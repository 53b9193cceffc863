//! Producer configuration shared by every backend.

use crate::error::{BackendError, Result};
use clap::ValueEnum;
use rdkafka::ClientConfig;
use std::fmt;
use std::time::Duration;

/// librdkafka's upper bound for `batch.num.messages`.
const MAX_BATCH_MESSAGES: usize = 1_000_000;
/// librdkafka's upper bound for `linger.ms`.
const MAX_LINGER: Duration = Duration::from_millis(900_000);

/// Which producer backend to drive.
#[derive(Debug, Clone, Copy, PartialEq, Eq, ValueEnum)]
pub enum BackendKind {
    /// In-process batches flushed on size or timeout
    Batching,
    /// `FutureProducer`; waits for each delivery unless running async
    Future,
    /// `ThreadedProducer`; always enqueue-and-return
    Threaded,
}

impl fmt::Display for BackendKind {
    fn fmt(&self, f: &mut fmt::Formatter<'_>) -> fmt::Result {
        match self {
            BackendKind::Batching => write!(f, "batching"),
            BackendKind::Future => write!(f, "future"),
            BackendKind::Threaded => write!(f, "threaded"),
        }
    }
}

/// Broker acknowledgment a send waits for.
#[derive(Debug, Clone, Copy, PartialEq, Eq)]
pub enum Acks {
    /// Wait for all in-sync replicas.
    All,
    /// Do not wait for the broker at all.
    None,
}

impl Acks {
    pub fn as_str(&self) -> &'static str {
        match self {
            Acks::All => "all",
            Acks::None => "0",
        }
    }
}

/// Configuration for a producer backend.
#[derive(Debug, Clone)]
pub struct ProducerConfig {
    /// Kafka brokers (comma-separated list)
    pub brokers: String,
    /// Topic every message is published to
    pub topic: String,
    /// Messages per batch
    pub batch_size: usize,
    /// Longest a message waits in a partial batch
    pub batch_timeout: Duration,
    /// Return from `write` without waiting for the broker
    pub async_mode: bool,
    /// Bound on the startup metadata fetch
    pub connect_timeout: Duration,
    /// How long librdkafka keeps retrying a message before failing it
    pub message_timeout: Duration,
    /// How long a send may wait for room in the local queue
    pub queue_timeout: Duration,
}

impl Default for ProducerConfig {
    fn default() -> Self {
        Self {
            brokers: "127.0.0.1:29092".to_string(),
            topic: "test-topic".to_string(),
            batch_size: 50,
            batch_timeout: Duration::from_secs(1),
            async_mode: false,
            connect_timeout: Duration::from_secs(10),
            message_timeout: Duration::from_secs(30),
            queue_timeout: Duration::from_secs(5),
        }
    }
}

impl ProducerConfig {
    /// Acknowledgment mode derived from the async flag.
    pub fn acks(&self) -> Acks {
        if self.async_mode {
            Acks::None
        } else {
            Acks::All
        }
    }

    /// Check the values librdkafka would otherwise reject at creation time.
    pub fn validate(&self) -> Result<()> {
        if self.brokers.trim().is_empty() {
            return Err(BackendError::InvalidConfig(
                "broker address must not be empty".to_string(),
            ));
        }
        if self.topic.trim().is_empty() {
            return Err(BackendError::InvalidConfig(
                "topic must not be empty".to_string(),
            ));
        }
        if self.batch_size == 0 || self.batch_size > MAX_BATCH_MESSAGES {
            return Err(BackendError::InvalidConfig(format!(
                "batch size must be between 1 and {MAX_BATCH_MESSAGES}, got {}",
                self.batch_size
            )));
        }
        if self.batch_timeout > MAX_LINGER {
            return Err(BackendError::InvalidConfig(format!(
                "batch timeout must be at most {MAX_LINGER:?}, got {:?}",
                self.batch_timeout
            )));
        }
        Ok(())
    }

    /// librdkafka client settings for this configuration.
    ///
    /// `batch.num.messages` carries the batch size; `batch.size` is a byte
    /// limit in librdkafka and is left at its default.
    pub fn client_config(&self) -> ClientConfig {
        let mut config = ClientConfig::new();
        config
            .set("bootstrap.servers", &self.brokers)
            .set("batch.num.messages", self.batch_size.to_string())
            .set("linger.ms", self.batch_timeout.as_millis().to_string())
            .set("acks", self.acks().as_str())
            .set(
                "message.timeout.ms",
                self.message_timeout.as_millis().to_string(),
            );
        config
    }
}

#[cfg(test)]
mod tests {
    use super::*;

    #[test]
    fn test_acks_follow_async_flag() {
        let sync = ProducerConfig::default();
        assert_eq!(sync.acks(), Acks::All);

        let async_config = ProducerConfig {
            async_mode: true,
            ..Default::default()
        };
        assert_eq!(async_config.acks(), Acks::None);
    }

    #[test]
    fn test_client_config_values() {
        let config = ProducerConfig {
            brokers: "kafka:9092".to_string(),
            batch_size: 10,
            batch_timeout: Duration::from_millis(250),
            async_mode: true,
            ..Default::default()
        };
        let client = config.client_config();

        assert_eq!(client.get("bootstrap.servers"), Some("kafka:9092"));
        assert_eq!(client.get("batch.num.messages"), Some("10"));
        assert_eq!(client.get("linger.ms"), Some("250"));
        assert_eq!(client.get("acks"), Some("0"));
        assert_eq!(client.get("message.timeout.ms"), Some("30000"));
        assert_eq!(client.get("batch.size"), None);
    }

    #[test]
    fn test_validate() {
        assert!(ProducerConfig::default().validate().is_ok());

        let zero_batch = ProducerConfig {
            batch_size: 0,
            ..Default::default()
        };
        assert!(matches!(
            zero_batch.validate(),
            Err(BackendError::InvalidConfig(_))
        ));

        let long_linger = ProducerConfig {
            batch_timeout: Duration::from_secs(3600),
            ..Default::default()
        };
        assert!(long_linger.validate().is_err());

        let no_topic = ProducerConfig {
            topic: " ".to_string(),
            ..Default::default()
        };
        assert!(no_topic.validate().is_err());
    }

    #[test]
    fn test_backend_kind_names() {
        assert_eq!(BackendKind::Batching.to_string(), "batching");
        assert_eq!(
            BackendKind::from_str("threaded", true).unwrap(),
            BackendKind::Threaded
        );
        assert!(BackendKind::from_str("sarama", true).is_err());
    }
}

Exercise – Please write out the data again exactly as it stands.

Response to the exercise –
repository 53b9193cceffc863
//! Producer configuration shared by every backend.

use crate::error::{BackendError, Result};
use clap::ValueEnum;
use rdkafka::ClientConfig;
use std::fmt;
use std::time::Duration;

/// librdkafka's upper bound for `batch.num.messages`.
const MAX_BATCH_MESSAGES: usize = 1_000_000;
/// librdkafka's upper bound for `linger.ms`.
const MAX_LINGER: Duration = Duration::from_millis(900_000);

/// Which producer backend to drive.
#[derive(Debug, Clone, Copy, PartialEq, Eq, ValueEnum)]
pub enum BackendKind {
    /// In-process batches flushed on size or timeout
    Batching,
    /// `FutureProducer`; waits for each delivery unless running async
    Future,
    /// `ThreadedProducer`; always enqueue-and-return
    Threaded,
}

impl fmt::Display for BackendKind {
    fn fmt(&self, f: &mut fmt::Formatter<'_>) -> fmt::Result {
        match self {
            BackendKind::Batching => write!(f, "batching"),
            BackendKind::Future => write!(f, "future"),
            BackendKind::Threaded => write!(f, "threaded"),
        }
    }
}

/// Broker acknowledgment a send waits for.
#[derive(Debug, Clone, Copy, PartialEq, Eq)]
pub enum Acks {
    /// Wait for all in-sync replicas.
    All,
    /// Do not wait for the broker at all.
    None,
}

impl Acks {
    pub fn as_str(&self) -> &'static str {
        match self {
            Acks::All => "all",
            Acks::None => "0",
        }
    }
}

/// Configuration for a producer backend.
#[derive(Debug, Clone)]
pub struct ProducerConfig {
    /// Kafka brokers (comma-separated list)
    pub brokers: String,
    /// Topic every message is published to
    pub topic: String,
    /// Messages per batch
    pub batch_size: usize,
    /// Longest a message waits in a partial batch
    pub batch_timeout: Duration,
    /// Return from `write` without waiting for the broker
    pub async_mode: bool,
    /// Bound on the startup metadata fetch
    pub connect_timeout: Duration,
    /// How long librdkafka keeps retrying a message before failing it
    pub message_timeout: Duration,
    /// How long a send may wait for room in the local queue
    pub queue_timeout: Duration,
}

impl Default for ProducerConfig {
    fn default() -> Self {
        Self {
            brokers: "127.0.0.1:29092".to_string(),
            topic: "test-topic".to_string(),
            batch_size: 50,
            batch_timeout: Duration::from_secs(1),
            async_mode: false,
            connect_timeout: Duration::from_secs(10),
            message_timeout: Duration::from_secs(30),
            queue_timeout: Duration::from_secs(5),
        }
    }
}

impl ProducerConfig {
    /// Acknowledgment mode derived from the async flag.
    pub fn acks(&self) -> Acks {
        if self.async_mode {
            Acks::None
        } else {
            Acks::All
        }
    }

    /// Check the values librdkafka would otherwise reject at creation time.
    pub fn validate(&self) -> Result<()> {
        if self.brokers.trim().is_empty() {
            return Err(BackendError::InvalidConfig(
                "broker address must not be empty".to_string(),
            ));
        }
        if self.topic.trim().is_empty() {
            return Err(BackendError::InvalidConfig(
                "topic must not be empty".to_string(),
            ));
        }
        if self.batch_size == 0 || self.batch_size > MAX_BATCH_MESSAGES {
            return Err(BackendError::InvalidConfig(format!(
                "batch size must be between 1 and {MAX_BATCH_MESSAGES}, got {}",
                self.batch_size
            )));
        }
        if self.batch_timeout > MAX_LINGER {
            return Err(BackendError::InvalidConfig(format!(
                "batch timeout must be at most {MAX_LINGER:?}, got {:?}",
                self.batch_timeout
            )));
        }
        Ok(())
    }

    /// librdkafka client settings for this configuration.
    ///
    /// `batch.num.messages` carries the batch size; `batch.size` is a byte
    /// limit in librdkafka and is left at its default.
    pub fn client_config(&self) -> ClientConfig {
        let mut config = ClientConfig::new();
        config
            .set("bootstrap.servers", &self.brokers)
            .set("batch.num.messages", self.batch_size.to_string())
            .set("linger.ms", self.batch_timeout.as_millis().to_string())
            .set("acks", self.acks().as_str())
            .set(
                "message.timeout.ms",
                self.message_timeout.as_millis().to_string(),
            );
        config
    }
}

#[cfg(test)]
mod tests {
    use super::*;

    #[test]
    fn test_acks_follow_async_flag() {
        let sync = ProducerConfig::default();
        assert_eq!(sync.acks(), Acks::All);

        let async_config = ProducerConfig {
            async_mode: true,
            ..Default::default()
        };
        assert_eq!(async_config.acks(), Acks::None);
    }

    #[test]
    fn test_client_config_values() {
        let config = ProducerConfig {
            brokers: "kafka:9092".to_string(),
            batch_size: 10,
            batch_timeout: Duration::from_millis(250),
            async_mode: true,
            ..Default::default()
        };
        let client = config.client_config();

        assert_eq!(client.get("bootstrap.servers"), Some("kafka:9092"));
        assert_eq!(client.get("batch.num.messages"), Some("10"));
        assert_eq!(client.get("linger.ms"), Some("250"));
        assert_eq!(client.get("acks"), Some("0"));
        assert_eq!(client.get("message.timeout.ms"), Some("30000"));
        assert_eq!(client.get("batch.size"), None);
    }

    #[test]
    fn test_validate() {
        assert!(ProducerConfig::default().validate().is_ok());

        let zero_batch = ProducerConfig {
            batch_size: 0,
            ..Default::default()
        };
        assert!(matches!(
            zero_batch.validate(),
            Err(BackendError::InvalidConfig(_))
        ));

        let long_linger = ProducerConfig {
            batch_timeout: Duration::from_secs(3600),
            ..Default::default()
        };
        assert!(long_linger.validate().is_err());

        let no_topic = ProducerConfig {
            topic: " ".to_string(),
            ..Default::default()
        };
        assert!(no_topic.validate().is_err());
    }

    #[test]
    fn test_backend_kind_names() {
        assert_eq!(BackendKind::Batching.to_string(), "batching");
        assert_eq!(
            BackendKind::from_str("threaded", true).unwrap(),
            BackendKind::Threaded
        );
        assert!(BackendKind::from_str("sarama", true).is_err());
    }
}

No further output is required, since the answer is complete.